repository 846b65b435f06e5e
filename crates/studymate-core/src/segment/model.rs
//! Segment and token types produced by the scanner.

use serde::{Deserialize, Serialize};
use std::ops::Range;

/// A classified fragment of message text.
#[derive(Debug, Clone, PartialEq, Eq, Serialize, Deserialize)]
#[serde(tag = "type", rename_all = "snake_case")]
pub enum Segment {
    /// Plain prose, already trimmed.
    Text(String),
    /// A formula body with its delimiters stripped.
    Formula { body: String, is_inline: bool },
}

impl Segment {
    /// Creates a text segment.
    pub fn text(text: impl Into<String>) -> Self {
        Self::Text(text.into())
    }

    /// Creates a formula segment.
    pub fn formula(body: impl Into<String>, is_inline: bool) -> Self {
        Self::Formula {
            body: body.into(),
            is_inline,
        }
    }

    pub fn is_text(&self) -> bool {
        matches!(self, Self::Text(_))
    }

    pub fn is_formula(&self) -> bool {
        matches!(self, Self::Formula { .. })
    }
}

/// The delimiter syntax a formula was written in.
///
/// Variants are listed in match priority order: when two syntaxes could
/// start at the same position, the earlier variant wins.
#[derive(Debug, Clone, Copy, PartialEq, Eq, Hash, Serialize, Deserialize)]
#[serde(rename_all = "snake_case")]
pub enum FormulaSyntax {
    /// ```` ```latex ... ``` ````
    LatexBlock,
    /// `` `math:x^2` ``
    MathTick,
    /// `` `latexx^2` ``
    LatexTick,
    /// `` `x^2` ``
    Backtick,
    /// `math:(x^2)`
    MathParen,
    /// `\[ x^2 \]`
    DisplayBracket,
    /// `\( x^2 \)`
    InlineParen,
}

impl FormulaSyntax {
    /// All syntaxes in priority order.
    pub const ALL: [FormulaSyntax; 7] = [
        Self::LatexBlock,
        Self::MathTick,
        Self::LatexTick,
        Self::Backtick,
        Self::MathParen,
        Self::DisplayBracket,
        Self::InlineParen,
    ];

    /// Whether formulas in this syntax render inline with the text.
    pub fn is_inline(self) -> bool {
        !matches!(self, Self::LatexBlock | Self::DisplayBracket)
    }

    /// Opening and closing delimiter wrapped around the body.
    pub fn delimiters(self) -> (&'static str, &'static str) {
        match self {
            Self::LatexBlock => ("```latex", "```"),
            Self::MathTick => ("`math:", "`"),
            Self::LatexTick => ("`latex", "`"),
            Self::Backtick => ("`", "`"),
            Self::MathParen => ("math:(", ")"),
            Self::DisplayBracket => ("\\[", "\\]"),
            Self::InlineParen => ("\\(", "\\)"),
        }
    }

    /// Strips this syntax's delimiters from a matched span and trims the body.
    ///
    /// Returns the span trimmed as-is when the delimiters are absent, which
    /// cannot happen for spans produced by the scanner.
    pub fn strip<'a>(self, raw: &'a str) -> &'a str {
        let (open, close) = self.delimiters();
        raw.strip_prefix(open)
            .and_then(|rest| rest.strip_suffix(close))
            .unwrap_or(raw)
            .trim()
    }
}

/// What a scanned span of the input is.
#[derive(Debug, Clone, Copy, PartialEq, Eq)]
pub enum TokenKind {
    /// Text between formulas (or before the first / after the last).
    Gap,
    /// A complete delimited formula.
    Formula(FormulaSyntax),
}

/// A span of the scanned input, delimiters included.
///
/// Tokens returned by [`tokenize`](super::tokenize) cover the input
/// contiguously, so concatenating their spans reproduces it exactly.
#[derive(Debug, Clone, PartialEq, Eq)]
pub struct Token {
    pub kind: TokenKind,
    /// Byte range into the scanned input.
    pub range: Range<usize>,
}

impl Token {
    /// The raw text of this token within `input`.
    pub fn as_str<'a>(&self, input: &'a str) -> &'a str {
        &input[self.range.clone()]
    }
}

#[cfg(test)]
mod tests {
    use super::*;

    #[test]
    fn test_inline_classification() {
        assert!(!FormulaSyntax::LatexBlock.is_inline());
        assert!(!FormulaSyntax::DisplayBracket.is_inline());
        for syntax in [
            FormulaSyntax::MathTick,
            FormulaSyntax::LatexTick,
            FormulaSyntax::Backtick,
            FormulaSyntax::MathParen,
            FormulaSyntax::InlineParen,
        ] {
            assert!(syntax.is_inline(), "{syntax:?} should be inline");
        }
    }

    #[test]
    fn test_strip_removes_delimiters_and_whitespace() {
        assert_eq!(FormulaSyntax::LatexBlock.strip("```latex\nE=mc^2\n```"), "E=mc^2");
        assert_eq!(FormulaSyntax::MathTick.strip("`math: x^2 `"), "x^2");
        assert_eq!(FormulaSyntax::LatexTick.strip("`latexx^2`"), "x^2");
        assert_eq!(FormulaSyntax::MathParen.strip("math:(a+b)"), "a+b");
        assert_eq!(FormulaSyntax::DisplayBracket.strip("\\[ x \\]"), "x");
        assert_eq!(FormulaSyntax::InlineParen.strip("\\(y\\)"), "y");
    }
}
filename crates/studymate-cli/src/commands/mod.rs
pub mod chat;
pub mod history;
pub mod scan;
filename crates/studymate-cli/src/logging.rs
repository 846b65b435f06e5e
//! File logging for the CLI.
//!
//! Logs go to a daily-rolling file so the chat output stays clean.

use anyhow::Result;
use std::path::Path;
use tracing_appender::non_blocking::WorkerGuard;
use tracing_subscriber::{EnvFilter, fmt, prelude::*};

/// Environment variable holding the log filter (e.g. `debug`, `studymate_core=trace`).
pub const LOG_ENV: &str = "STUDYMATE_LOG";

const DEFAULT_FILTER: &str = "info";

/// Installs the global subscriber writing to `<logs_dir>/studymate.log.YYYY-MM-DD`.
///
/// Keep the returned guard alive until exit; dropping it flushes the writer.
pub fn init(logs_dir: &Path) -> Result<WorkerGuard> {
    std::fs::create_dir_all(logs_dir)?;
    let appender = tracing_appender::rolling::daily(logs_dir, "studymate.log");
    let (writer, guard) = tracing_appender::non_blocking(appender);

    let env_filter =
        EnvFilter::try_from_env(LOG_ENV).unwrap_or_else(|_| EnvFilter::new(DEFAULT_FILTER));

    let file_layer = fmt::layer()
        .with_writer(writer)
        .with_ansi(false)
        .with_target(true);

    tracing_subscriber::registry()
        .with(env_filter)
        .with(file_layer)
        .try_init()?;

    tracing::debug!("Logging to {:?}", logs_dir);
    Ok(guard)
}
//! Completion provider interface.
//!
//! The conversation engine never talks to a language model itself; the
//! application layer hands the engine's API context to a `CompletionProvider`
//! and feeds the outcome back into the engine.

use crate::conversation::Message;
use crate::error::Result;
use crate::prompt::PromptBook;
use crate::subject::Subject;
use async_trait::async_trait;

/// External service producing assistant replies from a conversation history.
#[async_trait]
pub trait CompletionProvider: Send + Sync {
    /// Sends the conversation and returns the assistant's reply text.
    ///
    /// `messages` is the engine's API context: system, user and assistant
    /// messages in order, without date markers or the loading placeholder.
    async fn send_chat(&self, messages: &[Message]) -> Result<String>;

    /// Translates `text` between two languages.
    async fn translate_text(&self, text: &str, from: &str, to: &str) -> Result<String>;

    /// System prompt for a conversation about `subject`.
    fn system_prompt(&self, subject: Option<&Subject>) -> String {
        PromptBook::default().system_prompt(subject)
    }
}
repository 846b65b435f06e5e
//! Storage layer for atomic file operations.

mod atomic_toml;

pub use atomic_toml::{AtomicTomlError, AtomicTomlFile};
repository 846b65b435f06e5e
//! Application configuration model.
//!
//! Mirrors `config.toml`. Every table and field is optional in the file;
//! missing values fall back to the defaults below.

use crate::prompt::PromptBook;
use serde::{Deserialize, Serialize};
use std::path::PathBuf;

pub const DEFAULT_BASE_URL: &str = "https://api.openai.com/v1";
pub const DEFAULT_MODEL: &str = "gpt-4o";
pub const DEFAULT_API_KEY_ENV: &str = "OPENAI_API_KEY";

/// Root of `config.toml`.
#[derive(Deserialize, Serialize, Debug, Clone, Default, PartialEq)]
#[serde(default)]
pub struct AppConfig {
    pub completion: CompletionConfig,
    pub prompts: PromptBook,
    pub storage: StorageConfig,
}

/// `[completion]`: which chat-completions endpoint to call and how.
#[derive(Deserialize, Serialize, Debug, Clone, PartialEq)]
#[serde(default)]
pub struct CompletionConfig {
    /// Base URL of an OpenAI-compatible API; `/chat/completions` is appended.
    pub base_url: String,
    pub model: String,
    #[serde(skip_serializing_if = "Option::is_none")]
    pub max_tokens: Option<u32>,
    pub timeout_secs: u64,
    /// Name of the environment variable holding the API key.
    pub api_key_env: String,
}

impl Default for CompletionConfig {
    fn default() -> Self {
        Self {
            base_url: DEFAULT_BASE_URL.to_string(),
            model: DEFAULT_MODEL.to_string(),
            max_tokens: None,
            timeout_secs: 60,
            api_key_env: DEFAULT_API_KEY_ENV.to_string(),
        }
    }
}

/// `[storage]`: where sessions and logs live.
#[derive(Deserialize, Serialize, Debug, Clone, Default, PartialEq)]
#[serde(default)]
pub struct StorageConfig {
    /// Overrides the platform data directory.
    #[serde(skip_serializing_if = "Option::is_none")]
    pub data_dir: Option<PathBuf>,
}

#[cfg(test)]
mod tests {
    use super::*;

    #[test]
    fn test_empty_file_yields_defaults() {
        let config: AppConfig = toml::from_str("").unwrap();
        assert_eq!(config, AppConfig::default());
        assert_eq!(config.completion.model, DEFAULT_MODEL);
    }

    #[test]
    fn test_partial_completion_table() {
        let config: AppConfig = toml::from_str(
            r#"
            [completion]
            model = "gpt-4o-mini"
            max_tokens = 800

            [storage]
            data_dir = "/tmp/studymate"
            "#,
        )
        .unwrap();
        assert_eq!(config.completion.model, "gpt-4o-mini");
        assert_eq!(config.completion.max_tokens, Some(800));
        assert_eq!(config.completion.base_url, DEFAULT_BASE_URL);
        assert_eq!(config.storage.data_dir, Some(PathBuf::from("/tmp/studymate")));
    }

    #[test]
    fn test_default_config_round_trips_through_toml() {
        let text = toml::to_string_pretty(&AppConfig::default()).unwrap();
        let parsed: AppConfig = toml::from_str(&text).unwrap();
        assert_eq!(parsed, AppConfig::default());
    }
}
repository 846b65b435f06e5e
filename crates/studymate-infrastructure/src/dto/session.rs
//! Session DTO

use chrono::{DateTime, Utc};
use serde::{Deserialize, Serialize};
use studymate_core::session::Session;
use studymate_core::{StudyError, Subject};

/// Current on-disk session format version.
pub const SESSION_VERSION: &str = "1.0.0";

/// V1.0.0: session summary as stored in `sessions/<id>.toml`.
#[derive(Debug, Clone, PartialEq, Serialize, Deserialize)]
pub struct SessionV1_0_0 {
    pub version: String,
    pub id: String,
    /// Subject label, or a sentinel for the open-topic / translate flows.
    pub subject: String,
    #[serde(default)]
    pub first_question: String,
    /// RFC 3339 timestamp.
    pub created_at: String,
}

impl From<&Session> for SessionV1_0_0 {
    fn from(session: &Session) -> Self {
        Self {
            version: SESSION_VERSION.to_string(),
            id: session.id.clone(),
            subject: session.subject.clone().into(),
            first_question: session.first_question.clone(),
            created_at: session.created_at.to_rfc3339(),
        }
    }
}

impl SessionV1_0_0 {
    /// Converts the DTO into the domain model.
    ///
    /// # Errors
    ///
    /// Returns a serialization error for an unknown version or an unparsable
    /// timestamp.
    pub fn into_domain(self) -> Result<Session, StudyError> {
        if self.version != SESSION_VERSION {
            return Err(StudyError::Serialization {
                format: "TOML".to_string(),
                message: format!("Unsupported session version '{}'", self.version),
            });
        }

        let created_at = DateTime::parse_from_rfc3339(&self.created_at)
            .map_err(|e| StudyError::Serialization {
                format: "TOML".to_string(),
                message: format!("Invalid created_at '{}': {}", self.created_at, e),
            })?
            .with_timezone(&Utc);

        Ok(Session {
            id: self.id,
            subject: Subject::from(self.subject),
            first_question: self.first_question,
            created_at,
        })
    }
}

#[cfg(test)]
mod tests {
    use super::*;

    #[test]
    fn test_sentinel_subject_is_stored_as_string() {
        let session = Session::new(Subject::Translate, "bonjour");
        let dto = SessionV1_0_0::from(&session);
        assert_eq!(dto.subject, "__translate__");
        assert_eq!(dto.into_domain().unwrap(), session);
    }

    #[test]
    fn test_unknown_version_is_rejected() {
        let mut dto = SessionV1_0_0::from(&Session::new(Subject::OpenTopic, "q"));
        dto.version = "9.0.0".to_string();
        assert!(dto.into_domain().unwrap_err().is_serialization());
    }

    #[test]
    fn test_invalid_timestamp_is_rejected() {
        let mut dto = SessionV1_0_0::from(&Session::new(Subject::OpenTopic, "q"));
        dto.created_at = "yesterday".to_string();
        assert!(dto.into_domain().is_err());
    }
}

-- TASK BRIEF --
Write out exactly the lines above between the line with "use std::path::PathBuf;" and the line with "call and how.", inclusive, and nothing beyond them.

-- WRITTEN ANSWER --
use std::path::PathBuf;

pub const DEFAULT_BASE_URL: &str = "https://api.openai.com/v1";
pub const DEFAULT_MODEL: &str = "gpt-4o";
pub const DEFAULT_API_KEY_ENV: &str = "OPENAI_API_KEY";

/// Root of `config.toml`.
#[derive(Deserialize, Serialize, Debug, Clone, Default, PartialEq)]
#[serde(default)]
pub struct AppConfig {
    pub completion: CompletionConfig,
    pub prompts: PromptBook,
    pub storage: StorageConfig,
}

/// `[completion]`: which chat-completions endpoint to call and how.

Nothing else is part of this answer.